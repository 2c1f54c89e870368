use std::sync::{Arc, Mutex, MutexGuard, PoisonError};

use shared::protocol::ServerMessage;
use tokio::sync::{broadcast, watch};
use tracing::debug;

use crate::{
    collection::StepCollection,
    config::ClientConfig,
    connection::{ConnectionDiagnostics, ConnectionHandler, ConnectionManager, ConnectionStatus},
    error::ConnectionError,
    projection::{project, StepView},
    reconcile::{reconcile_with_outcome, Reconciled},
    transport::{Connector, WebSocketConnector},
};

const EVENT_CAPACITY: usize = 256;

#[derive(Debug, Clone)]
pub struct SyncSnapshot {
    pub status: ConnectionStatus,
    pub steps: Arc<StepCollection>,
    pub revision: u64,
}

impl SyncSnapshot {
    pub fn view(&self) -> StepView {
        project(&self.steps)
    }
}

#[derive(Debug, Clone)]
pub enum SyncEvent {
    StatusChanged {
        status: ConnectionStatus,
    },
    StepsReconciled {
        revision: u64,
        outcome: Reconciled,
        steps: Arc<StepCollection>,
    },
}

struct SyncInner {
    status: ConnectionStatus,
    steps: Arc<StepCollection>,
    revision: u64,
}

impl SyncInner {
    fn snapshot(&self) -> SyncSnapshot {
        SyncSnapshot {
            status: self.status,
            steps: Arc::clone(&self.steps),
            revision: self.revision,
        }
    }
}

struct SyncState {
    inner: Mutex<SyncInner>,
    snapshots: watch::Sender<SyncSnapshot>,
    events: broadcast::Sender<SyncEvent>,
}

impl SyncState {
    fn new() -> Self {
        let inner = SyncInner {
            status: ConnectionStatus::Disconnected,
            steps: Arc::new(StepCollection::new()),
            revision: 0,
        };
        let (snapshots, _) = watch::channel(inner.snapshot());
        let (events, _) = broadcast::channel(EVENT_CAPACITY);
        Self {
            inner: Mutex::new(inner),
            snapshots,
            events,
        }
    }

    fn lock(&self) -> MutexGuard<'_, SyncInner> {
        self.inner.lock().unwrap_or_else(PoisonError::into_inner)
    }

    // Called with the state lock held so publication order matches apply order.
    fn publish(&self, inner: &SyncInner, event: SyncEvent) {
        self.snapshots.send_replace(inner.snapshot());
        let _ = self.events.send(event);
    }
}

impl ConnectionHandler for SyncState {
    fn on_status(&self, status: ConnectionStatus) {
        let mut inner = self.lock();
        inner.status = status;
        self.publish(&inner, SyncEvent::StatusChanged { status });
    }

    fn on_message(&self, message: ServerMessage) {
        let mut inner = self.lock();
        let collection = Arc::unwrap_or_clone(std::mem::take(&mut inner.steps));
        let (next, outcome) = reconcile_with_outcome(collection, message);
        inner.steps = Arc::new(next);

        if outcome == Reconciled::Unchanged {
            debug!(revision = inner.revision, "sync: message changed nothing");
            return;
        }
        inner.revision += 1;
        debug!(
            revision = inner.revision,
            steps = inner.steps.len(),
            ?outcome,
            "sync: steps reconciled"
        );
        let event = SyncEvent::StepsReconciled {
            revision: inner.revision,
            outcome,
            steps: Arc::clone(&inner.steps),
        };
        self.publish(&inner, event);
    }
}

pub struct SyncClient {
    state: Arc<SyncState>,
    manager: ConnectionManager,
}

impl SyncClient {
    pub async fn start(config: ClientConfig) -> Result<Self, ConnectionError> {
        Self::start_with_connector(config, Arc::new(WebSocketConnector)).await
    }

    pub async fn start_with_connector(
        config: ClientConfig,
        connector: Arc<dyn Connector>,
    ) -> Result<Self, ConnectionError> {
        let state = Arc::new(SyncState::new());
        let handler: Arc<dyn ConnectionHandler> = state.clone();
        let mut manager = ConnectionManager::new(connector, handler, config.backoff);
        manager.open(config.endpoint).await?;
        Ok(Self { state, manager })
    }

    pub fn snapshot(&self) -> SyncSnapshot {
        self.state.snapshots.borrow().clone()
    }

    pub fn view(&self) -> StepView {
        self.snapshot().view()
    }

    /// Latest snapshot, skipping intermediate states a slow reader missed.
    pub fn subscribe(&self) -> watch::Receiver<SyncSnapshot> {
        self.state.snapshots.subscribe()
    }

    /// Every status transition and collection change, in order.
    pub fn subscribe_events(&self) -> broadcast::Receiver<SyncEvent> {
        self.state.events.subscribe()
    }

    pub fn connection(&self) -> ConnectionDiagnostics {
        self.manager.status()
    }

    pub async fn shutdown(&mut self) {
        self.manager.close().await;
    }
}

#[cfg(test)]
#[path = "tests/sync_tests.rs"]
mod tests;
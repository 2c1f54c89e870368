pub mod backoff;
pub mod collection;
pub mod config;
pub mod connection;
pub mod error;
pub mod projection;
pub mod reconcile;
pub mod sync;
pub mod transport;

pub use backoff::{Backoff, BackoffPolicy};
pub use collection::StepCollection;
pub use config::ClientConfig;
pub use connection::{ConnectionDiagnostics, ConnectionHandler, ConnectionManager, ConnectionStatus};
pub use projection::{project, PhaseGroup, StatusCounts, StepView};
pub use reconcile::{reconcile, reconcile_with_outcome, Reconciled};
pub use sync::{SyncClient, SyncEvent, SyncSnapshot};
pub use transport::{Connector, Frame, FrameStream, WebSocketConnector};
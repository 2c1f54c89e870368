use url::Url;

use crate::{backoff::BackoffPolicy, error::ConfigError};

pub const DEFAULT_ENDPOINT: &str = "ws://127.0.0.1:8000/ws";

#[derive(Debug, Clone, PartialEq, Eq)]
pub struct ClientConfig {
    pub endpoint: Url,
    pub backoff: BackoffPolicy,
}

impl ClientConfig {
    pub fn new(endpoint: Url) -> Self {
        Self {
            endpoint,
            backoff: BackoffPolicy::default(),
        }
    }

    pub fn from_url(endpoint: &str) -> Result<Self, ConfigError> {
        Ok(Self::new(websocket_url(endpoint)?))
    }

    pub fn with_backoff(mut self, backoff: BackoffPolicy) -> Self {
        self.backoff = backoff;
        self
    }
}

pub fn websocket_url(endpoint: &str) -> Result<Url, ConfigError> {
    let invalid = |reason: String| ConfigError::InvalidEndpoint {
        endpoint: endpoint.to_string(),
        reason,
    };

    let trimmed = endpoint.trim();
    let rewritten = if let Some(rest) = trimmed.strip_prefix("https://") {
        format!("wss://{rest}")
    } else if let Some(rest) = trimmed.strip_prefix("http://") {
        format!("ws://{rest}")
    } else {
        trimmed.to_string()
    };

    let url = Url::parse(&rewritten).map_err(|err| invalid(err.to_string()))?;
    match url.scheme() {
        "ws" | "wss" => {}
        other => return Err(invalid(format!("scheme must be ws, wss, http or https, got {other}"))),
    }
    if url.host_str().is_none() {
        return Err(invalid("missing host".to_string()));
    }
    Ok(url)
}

- [Requirement]
Everything in the data above should be output exactly as it stands.

- [Result of this exercise]
repository 2c1f54c89e870368
use std::sync::{Arc, Mutex, MutexGuard, PoisonError};

use shared::protocol::ServerMessage;
use tokio::sync::{broadcast, watch};
use tracing::debug;

use crate::{
    collection::StepCollection,
    config::ClientConfig,
    connection::{ConnectionDiagnostics, ConnectionHandler, ConnectionManager, ConnectionStatus},
    error::ConnectionError,
    projection::{project, StepView},
    reconcile::{reconcile_with_outcome, Reconciled},
    transport::{Connector, WebSocketConnector},
};

const EVENT_CAPACITY: usize = 256;

#[derive(Debug, Clone)]
pub struct SyncSnapshot {
    pub status: ConnectionStatus,
    pub steps: Arc<StepCollection>,
    pub revision: u64,
}

impl SyncSnapshot {
    pub fn view(&self) -> StepView {
        project(&self.steps)
    }
}

#[derive(Debug, Clone)]
pub enum SyncEvent {
    StatusChanged {
        status: ConnectionStatus,
    },
    StepsReconciled {
        revision: u64,
        outcome: Reconciled,
        steps: Arc<StepCollection>,
    },
}

struct SyncInner {
    status: ConnectionStatus,
    steps: Arc<StepCollection>,
    revision: u64,
}

impl SyncInner {
    fn snapshot(&self) -> SyncSnapshot {
        SyncSnapshot {
            status: self.status,
            steps: Arc::clone(&self.steps),
            revision: self.revision,
        }
    }
}

struct SyncState {
    inner: Mutex<SyncInner>,
    snapshots: watch::Sender<SyncSnapshot>,
    events: broadcast::Sender<SyncEvent>,
}

impl SyncState {
    fn new() -> Self {
        let inner = SyncInner {
            status: ConnectionStatus::Disconnected,
            steps: Arc::new(StepCollection::new()),
            revision: 0,
        };
        let (snapshots, _) = watch::channel(inner.snapshot());
        let (events, _) = broadcast::channel(EVENT_CAPACITY);
        Self {
            inner: Mutex::new(inner),
            snapshots,
            events,
        }
    }

    fn lock(&self) -> MutexGuard<'_, SyncInner> {
        self.inner.lock().unwrap_or_else(PoisonError::into_inner)
    }

    // Called with the state lock held so publication order matches apply order.
    fn publish(&self, inner: &SyncInner, event: SyncEvent) {
        self.snapshots.send_replace(inner.snapshot());
        let _ = self.events.send(event);
    }
}

impl ConnectionHandler for SyncState {
    fn on_status(&self, status: ConnectionStatus) {
        let mut inner = self.lock();
        inner.status = status;
        self.publish(&inner, SyncEvent::StatusChanged { status });
    }

    fn on_message(&self, message: ServerMessage) {
        let mut inner = self.lock();
        let collection = Arc::unwrap_or_clone(std::mem::take(&mut inner.steps));
        let (next, outcome) = reconcile_with_outcome(collection, message);
        inner.steps = Arc::new(next);

        if outcome == Reconciled::Unchanged {
            debug!(revision = inner.revision, "sync: message changed nothing");
            return;
        }
        inner.revision += 1;
        debug!(
            revision = inner.revision,
            steps = inner.steps.len(),
            ?outcome,
            "sync: steps reconciled"
        );
        let event = SyncEvent::StepsReconciled {
            revision: inner.revision,
            outcome,
            steps: Arc::clone(&inner.steps),
        };
        self.publish(&inner, event);
    }
}

pub struct SyncClient {
    state: Arc<SyncState>,
    manager: ConnectionManager,
}

impl SyncClient {
    pub async fn start(config: ClientConfig) -> Result<Self, ConnectionError> {
        Self::start_with_connector(config, Arc::new(WebSocketConnector)).await
    }

    pub async fn start_with_connector(
        config: ClientConfig,
        connector: Arc<dyn Connector>,
    ) -> Result<Self, ConnectionError> {
        let state = Arc::new(SyncState::new());
        let handler: Arc<dyn ConnectionHandler> = state.clone();
        let mut manager = ConnectionManager::new(connector, handler, config.backoff);
        manager.open(config.endpoint).await?;
        Ok(Self { state, manager })
    }

    pub fn snapshot(&self) -> SyncSnapshot {
        self.state.snapshots.borrow().clone()
    }

    pub fn view(&self) -> StepView {
        self.snapshot().view()
    }

    /// Latest snapshot, skipping intermediate states a slow reader missed.
    pub fn subscribe(&self) -> watch::Receiver<SyncSnapshot> {
        self.state.snapshots.subscribe()
    }

    /// Every status transition and collection change, in order.
    pub fn subscribe_events(&self) -> broadcast::Receiver<SyncEvent> {
        self.state.events.subscribe()
    }

    pub fn connection(&self) -> ConnectionDiagnostics {
        self.manager.status()
    }

    pub async fn shutdown(&mut self) {
        self.manager.close().await;
    }
}

#[cfg(test)]
#[path = "tests/sync_tests.rs"]
mod tests;
repository 2c1f54c89e870368
pub mod backoff;
pub mod collection;
pub mod config;
pub mod connection;
pub mod error;
pub mod projection;
pub mod reconcile;
pub mod sync;
pub mod transport;

pub use backoff::{Backoff, BackoffPolicy};
pub use collection::StepCollection;
pub use config::ClientConfig;
pub use connection::{ConnectionDiagnostics, ConnectionHandler, ConnectionManager, ConnectionStatus};
pub use projection::{project, PhaseGroup, StatusCounts, StepView};
pub use reconcile::{reconcile, reconcile_with_outcome, Reconciled};
pub use sync::{SyncClient, SyncEvent, SyncSnapshot};
pub use transport::{Connector, Frame, FrameStream, WebSocketConnector};
repository 2c1f54c89e870368
use url::Url;

use crate::{backoff::BackoffPolicy, error::ConfigError};

pub const DEFAULT_ENDPOINT: &str = "ws://127.0.0.1:8000/ws";

#[derive(Debug, Clone, PartialEq, Eq)]
pub struct ClientConfig {
    pub endpoint: Url,
    pub backoff: BackoffPolicy,
}

impl ClientConfig {
    pub fn new(endpoint: Url) -> Self {
        Self {
            endpoint,
            backoff: BackoffPolicy::default(),
        }
    }

    pub fn from_url(endpoint: &str) -> Result<Self, ConfigError> {
        Ok(Self::new(websocket_url(endpoint)?))
    }

    pub fn with_backoff(mut self, backoff: BackoffPolicy) -> Self {
        self.backoff = backoff;
        self
    }
}

pub fn websocket_url(endpoint: &str) -> Result<Url, ConfigError> {
    let invalid = |reason: String| ConfigError::InvalidEndpoint {
        endpoint: endpoint.to_string(),
        reason,
    };

    let trimmed = endpoint.trim();
    let rewritten = if let Some(rest) = trimmed.strip_prefix("https://") {
        format!("wss://{rest}")
    } else if let Some(rest) = trimmed.strip_prefix("http://") {
        format!("ws://{rest}")
    } else {
        trimmed.to_string()
    };

    let url = Url::parse(&rewritten).map_err(|err| invalid(err.to_string()))?;
    match url.scheme() {
        "ws" | "wss" => {}
        other => return Err(invalid(format!("scheme must be ws, wss, http or https, got {other}"))),
    }
    if url.host_str().is_none() {
        return Err(invalid("missing host".to_string()));
    }
    Ok(url)
}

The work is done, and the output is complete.